Hollomon juxtaposes moments of luxury, consumerism and culture. His notion goes beyond fashion—it incorporates all realms of existence. View more of his work on his Instagram, (@kalen_hollomon)

Michael De Feo

“The Flower Guy” is what he calls himself, and how his social media following and fans refer to this blossoming artist. Michael De Feo has created illegal works in more than 60 international cities including New York, Los Angeles, Paris and Hong Kong. He is best known for his iconic flower image that has repeatedly popped up on bus stop advertisements, business architecture and most prominent, his takeover of fashion campaigns. Literally, De Feo takes over fashion advertisements with his floral images. His work blurs the line of illegal interventions and sponsored partnerships and has graced the covers of New York Magazine, The New York Times and The London Sunday Times. In 2016, he collaborated with Neiman Marcus for “The Book” catalog and influenced a campaign for Christian Louboutin. Currently, he has a line of women’s accessories entitled “Michael De Feo for Echo” available at Bloomingdale’s, Lord & Taylor and other luxury retailers.

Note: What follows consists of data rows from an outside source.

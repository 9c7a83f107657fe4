//! Arc tool: three-click center / radius+start-angle / sweep construction.

use super::{PointerButton, Tool, ToolContext, ToolStyle};
use crate::navigator::Navigator;
use crate::render::DrawCommand;
use crate::shapes::{Arc, Shape, vector_angle};
use kurbo::Point;

/// Construction stages. Each stage carries only the data that is valid in
/// that stage.
#[derive(Debug, Clone, Copy, PartialEq, Default)]
pub(crate) enum ArcToolState {
    #[default]
    Idle,
    /// Center placed; the radius follows the pointer.
    CenterPlaced { center: Point, radius: f64 },
    /// Radius and start angle fixed; the end angle follows the pointer.
    /// The next left click commits.
    SweepPending {
        center: Point,
        radius: f64,
        start_angle: f64,
        end_angle: f64,
    },
}

/// Builds arcs from three clicks: center, then radius + start angle, then
/// end angle. Any non-left click cancels back to idle.
#[derive(Debug, Clone, Default)]
pub struct ArcTool {
    pub(crate) state: ArcToolState,
}

impl ArcTool {
    pub fn new() -> Self {
        Self::default()
    }

    pub fn is_idle(&self) -> bool {
        self.state == ArcToolState::Idle
    }
}

impl Tool for ArcTool {
    fn on_space_clicked(&mut self, ctx: &mut ToolContext<'_>, button: PointerButton, screen_pos: Point) {
        if button != PointerButton::Left {
            self.state = ArcToolState::Idle;
            return;
        }

        let pos = ctx.resolve(screen_pos);
        self.state = match self.state {
            ArcToolState::Idle => ArcToolState::CenterPlaced {
                center: pos,
                radius: 0.0,
            },
            ArcToolState::CenterPlaced { center, .. } => {
                let radius = (pos - center).hypot();
                let start_angle = vector_angle(pos - center);
                ArcToolState::SweepPending {
                    center,
                    radius,
                    start_angle,
                    // The end angle tracks the pointer from here on.
                    end_angle: start_angle,
                }
            }
            ArcToolState::SweepPending {
                center,
                radius,
                start_angle,
                ..
            } => {
                let end_angle = vector_angle(pos - center);
                let mut arc = Arc::new(center, radius, start_angle, end_angle);
                arc.color = ctx.style.color;
                arc.thickness = ctx.style.thickness;
                ctx.layer.add_shape(Shape::Arc(arc));
                ArcToolState::Idle
            }
        };
    }

    fn on_mouse_hovered(&mut self, ctx: &mut ToolContext<'_>, screen_pos: Point) {
        let pos = ctx.resolve(screen_pos);
        match &mut self.state {
            ArcToolState::Idle => {}
            ArcToolState::CenterPlaced { center, radius } => {
                *radius = (pos - *center).hypot();
            }
            ArcToolState::SweepPending { center, end_angle, .. } => {
                *end_angle = vector_angle(pos - *center);
            }
        }
    }

    fn on_tool_changed(&mut self) {
        self.state = ArcToolState::Idle;
    }

    fn cancel_shape(&mut self) {
        self.state = ArcToolState::Idle;
    }

    fn step_back(&mut self) -> bool {
        match self.state {
            ArcToolState::Idle => false,
            ArcToolState::CenterPlaced { .. } => {
                self.state = ArcToolState::Idle;
                true
            }
            ArcToolState::SweepPending { center, radius, .. } => {
                self.state = ArcToolState::CenterPlaced { center, radius };
                true
            }
        }
    }

    fn render_preview(&self, navigator: &Navigator, style: &ToolStyle) -> Vec<DrawCommand> {
        match self.state {
            ArcToolState::Idle => Vec::new(),
            // Before the start angle exists the preview is the radius circle.
            ArcToolState::CenterPlaced { center, radius } => vec![DrawCommand::Circle {
                center: navigator.workspace_to_screen(center),
                radius: navigator.workspace_to_screen_distance(radius),
                thickness: navigator.workspace_to_screen_distance(style.thickness),
                color: style.color,
            }],
            ArcToolState::SweepPending {
                center,
                radius,
                start_angle,
                end_angle,
            } => vec![DrawCommand::Arc {
                center: navigator.workspace_to_screen(center),
                radius: navigator.workspace_to_screen_distance(radius),
                start_angle,
                end_angle,
                thickness: navigator.workspace_to_screen_distance(style.thickness),
                color: style.color,
            }],
        }
    }
}
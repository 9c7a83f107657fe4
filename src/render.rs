//! Abstract draw commands for the external renderer.
//!
//! The engine does not rasterize. Once per frame it resolves visible shapes
//! into screen-space primitives; the host renderer decides how to draw them.

use crate::document::Document;
use crate::layer::Layer;
use crate::navigator::Navigator;
use crate::shapes::{Color, Shape};
use kurbo::Point;

/// One screen-space primitive for the renderer. Coordinates, radii, and
/// thickness are already transform-resolved pixels; angles stay in degrees.
#[derive(Debug, Clone, PartialEq)]
pub enum DrawCommand {
    Line {
        p1: Point,
        p2: Point,
        thickness: f64,
        color: Color,
    },
    Circle {
        center: Point,
        radius: f64,
        thickness: f64,
        color: Color,
    },
    Arc {
        center: Point,
        radius: f64,
        start_angle: f64,
        end_angle: f64,
        thickness: f64,
        color: Color,
    },
}

impl DrawCommand {
    /// Resolve a shape into screen-space geometry.
    pub fn from_shape(shape: &Shape, navigator: &Navigator) -> DrawCommand {
        match shape {
            Shape::Line(s) => DrawCommand::Line {
                p1: navigator.workspace_to_screen(s.p1),
                p2: navigator.workspace_to_screen(s.p2),
                thickness: navigator.workspace_to_screen_distance(s.thickness),
                color: s.color,
            },
            Shape::Circle(s) => DrawCommand::Circle {
                center: navigator.workspace_to_screen(s.center),
                radius: navigator.workspace_to_screen_distance(s.radius),
                thickness: navigator.workspace_to_screen_distance(s.thickness),
                color: s.color,
            },
            Shape::Arc(s) => DrawCommand::Arc {
                center: navigator.workspace_to_screen(s.center),
                radius: navigator.workspace_to_screen_distance(s.radius),
                start_angle: s.start_angle,
                end_angle: s.end_angle,
                thickness: navigator.workspace_to_screen_distance(s.thickness),
                color: s.color,
            },
        }
    }
}

/// Commands for one layer in z-order, with offscreen shapes culled.
pub fn layer_commands(layer: &Layer, navigator: &Navigator) -> Vec<DrawCommand> {
    layer
        .shapes()
        .iter()
        .filter(|s| s.should_be_rendered(navigator))
        .map(|s| DrawCommand::from_shape(s, navigator))
        .collect()
}

/// Commands for the whole document, layers in stacking order.
pub fn document_commands(document: &Document, navigator: &Navigator) -> Vec<DrawCommand> {
    document
        .layers
        .iter()
        .flat_map(|layer| layer_commands(layer, navigator))
        .collect()
}
// tests/common/mod.rs
// Shared fakes for the transport, geocoder and browser seams.
#![allow(dead_code)]

use async_trait::async_trait;
use city_event_map::config::Locator;
use city_event_map::geocode::{Coordinates, Geocoder};
use city_event_map::ingest::http::{FetchError, Transport};
use city_event_map::ingest::webdriver::{BrowserDriver, BrowserSession, ElementHandle, WebDriverError};
use serde_json::Value;
use std::collections::{HashMap, VecDeque};
use std::sync::{Arc, Mutex};

pub fn fixture(name: &str) -> String {
    std::fs::read_to_string(format!("tests/fixtures/{name}")).expect("fixture")
}

pub fn coords(lat: f64, lon: f64) -> Coordinates {
    Coordinates::new(lat, lon).expect("valid coordinates")
}

// ---------------------------------------------------------------------------
// Transport
// ---------------------------------------------------------------------------

enum Canned {
    Body(String),
    Status(u16),
}

/// GET answers by URL; POST answers in order (anything past the script is a 500).
#[derive(Default)]
pub struct FakeTransport {
    pages: Mutex<HashMap<String, Canned>>,
    posts: Mutex<VecDeque<Value>>,
    pub gets: Mutex<Vec<String>>,
    pub post_bodies: Mutex<Vec<Value>>,
}

impl FakeTransport {
    pub fn new() -> Self {
        Self::default()
    }

    pub fn page(self, url: &str, body: &str) -> Self {
        self.pages
            .lock()
            .unwrap()
            .insert(url.to_string(), Canned::Body(body.to_string()));
        self
    }

    pub fn status(self, url: &str, status: u16) -> Self {
        self.pages
            .lock()
            .unwrap()
            .insert(url.to_string(), Canned::Status(status));
        self
    }

    pub fn post_script(self, responses: Vec<Value>) -> Self {
        self.posts.lock().unwrap().extend(responses);
        self
    }

    pub fn get_count(&self) -> usize {
        self.gets.lock().unwrap().len()
    }

    pub fn post_count(&self) -> usize {
        self.post_bodies.lock().unwrap().len()
    }
}

#[async_trait]
impl Transport for FakeTransport {
    async fn get_text(&self, url: &str) -> Result<String, FetchError> {
        self.gets.lock().unwrap().push(url.to_string());
        match self.pages.lock().unwrap().get(url) {
            Some(Canned::Body(b)) => Ok(b.clone()),
            Some(Canned::Status(s)) => Err(FetchError::Status {
                status: *s,
                url: url.to_string(),
            }),
            None => Err(FetchError::Status {
                status: 404,
                url: url.to_string(),
            }),
        }
    }

    async fn post_json(&self, url: &str, body: &Value) -> Result<Value, FetchError> {
        self.post_bodies.lock().unwrap().push(body.clone());
        self.posts
            .lock()
            .unwrap()
            .pop_front()
            .ok_or_else(|| FetchError::Status {
                status: 500,
                url: url.to_string(),
            })
    }
}

// ---------------------------------------------------------------------------
// Geocoder
// ---------------------------------------------------------------------------

/// Answers from a table; records every query it receives.
#[derive(Clone, Default)]
pub struct CountingGeocoder {
    answers: HashMap<String, Coordinates>,
    failing: Vec<String>,
    pub calls: Arc<Mutex<Vec<String>>>,
}

impl CountingGeocoder {
    pub fn new() -> Self {
        Self::default()
    }

    pub fn answer(mut self, query: &str, c: Coordinates) -> Self {
        self.answers.insert(query.to_string(), c);
        self
    }

    /// Queries that make the service error out.
    pub fn failing(mut self, query: &str) -> Self {
        self.failing.push(query.to_string());
        self
    }

    pub fn call_count(&self) -> usize {
        self.calls.lock().unwrap().len()
    }
}

#[async_trait]
impl Geocoder for CountingGeocoder {
    async fn lookup(&self, query: &str) -> anyhow::Result<Option<Coordinates>> {
        self.calls.lock().unwrap().push(query.to_string());
        if self.failing.iter().any(|f| f == query) {
            anyhow::bail!("service unavailable");
        }
        Ok(self.answers.get(query).copied())
    }

    fn name(&self) -> &'static str {
        "counting"
    }
}

// ---------------------------------------------------------------------------
// Browser
// ---------------------------------------------------------------------------

/// Scripted browser: which locators are "displayed", which clicks fail,
/// the HTML served per URL. Every command is logged.
#[derive(Clone, Default)]
pub struct FakeBrowser {
    pub displayed: Vec<Locator>,
    pub failing_clicks: Vec<Locator>,
    /// URL the browser lands on after clicking a locator.
    pub click_targets: Vec<(Locator, String)>,
    pub html: HashMap<String, String>,
    pub source_fails: bool,
    pub log: Arc<Mutex<Vec<String>>>,
}

impl FakeBrowser {
    pub fn commands(&self) -> Vec<String> {
        self.log.lock().unwrap().clone()
    }

    pub fn sessions_closed(&self) -> usize {
        self.commands().iter().filter(|c| *c == "close").count()
    }
}

struct FakeSession {
    browser: FakeBrowser,
    url: Mutex<String>,
}

impl FakeSession {
    fn record(&self, cmd: String) {
        self.browser.log.lock().unwrap().push(cmd);
    }
}

fn describe(loc: &Locator) -> String {
    match loc {
        Locator::Css(s) => format!("css:{s}"),
        Locator::Xpath(s) => format!("xpath:{s}"),
    }
}

#[async_trait]
impl BrowserDriver for FakeBrowser {
    async fn new_session(&self) -> Result<Box<dyn BrowserSession>, WebDriverError> {
        self.log.lock().unwrap().push("new_session".into());
        Ok(Box::new(FakeSession {
            browser: self.clone(),
            url: Mutex::new("about:blank".into()),
        }))
    }
}

#[async_trait]
impl BrowserSession for FakeSession {
    async fn goto(&self, url: &str) -> Result<(), WebDriverError> {
        self.record(format!("goto {url}"));
        *self.url.lock().unwrap() = url.to_string();
        Ok(())
    }

    async fn wait_settled(&self, _settle: std::time::Duration) -> Result<(), WebDriverError> {
        Ok(())
    }

    async fn find_displayed(&self, loc: &Locator) -> Result<Option<ElementHandle>, WebDriverError> {
        Ok(self
            .browser
            .displayed
            .iter()
            .any(|d| d == loc)
            .then(|| ElementHandle(describe(loc))))
    }

    async fn click(&self, el: &ElementHandle) -> Result<(), WebDriverError> {
        self.record(format!("click {}", el.0));
        if self.browser.failing_clicks.iter().any(|l| describe(l) == el.0) {
            return Err(WebDriverError::Command {
                command: "click".into(),
                error: "element click intercepted".into(),
                message: "overlay".into(),
            });
        }
        if let Some((_, target)) = self
            .browser
            .click_targets
            .iter()
            .find(|(l, _)| describe(l) == el.0)
        {
            *self.url.lock().unwrap() = target.clone();
        }
        Ok(())
    }

    async fn current_url(&self) -> Result<String, WebDriverError> {
        Ok(self.url.lock().unwrap().clone())
    }

    async fn page_source(&self) -> Result<String, WebDriverError> {
        if self.browser.source_fails {
            return Err(WebDriverError::Protocol("renderer crashed".into()));
        }
        let url = self.url.lock().unwrap().clone();
        Ok(self.browser.html.get(&url).cloned().unwrap_or_default())
    }

    async fn close(self: Box<Self>) -> Result<(), WebDriverError> {
        self.record("close".into());
        Ok(())
    }
}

He will be showing works at the Danziger Gallery from July 13, 2016 until August 12, 2016.

Richard Prince

Richard Prince, an artist who got his start in the 1970s, has driven conversation about art, originality and ownership in the digital age through his photographic work. In 1970, Prince worked in the tear sheet department at Time Life, where he clipped editorials for staff writers. He grew inspired to assembles the images he saw daily and rephotograph them which redefined the rules of art. Known for appropriation, Prince manipulated artitifical advertising images of the public domain to create a subtle modified but extensively transformed replica of the original.

His past exhibition at the Nahmad Contemporary art gallery titled Richard Prince: Fashion showcased close-up, glamorous profile images of models with their vision somehow obstructed calling attention to society’s unfortunate involvement to the accepted conventions of gender roles and consumer society.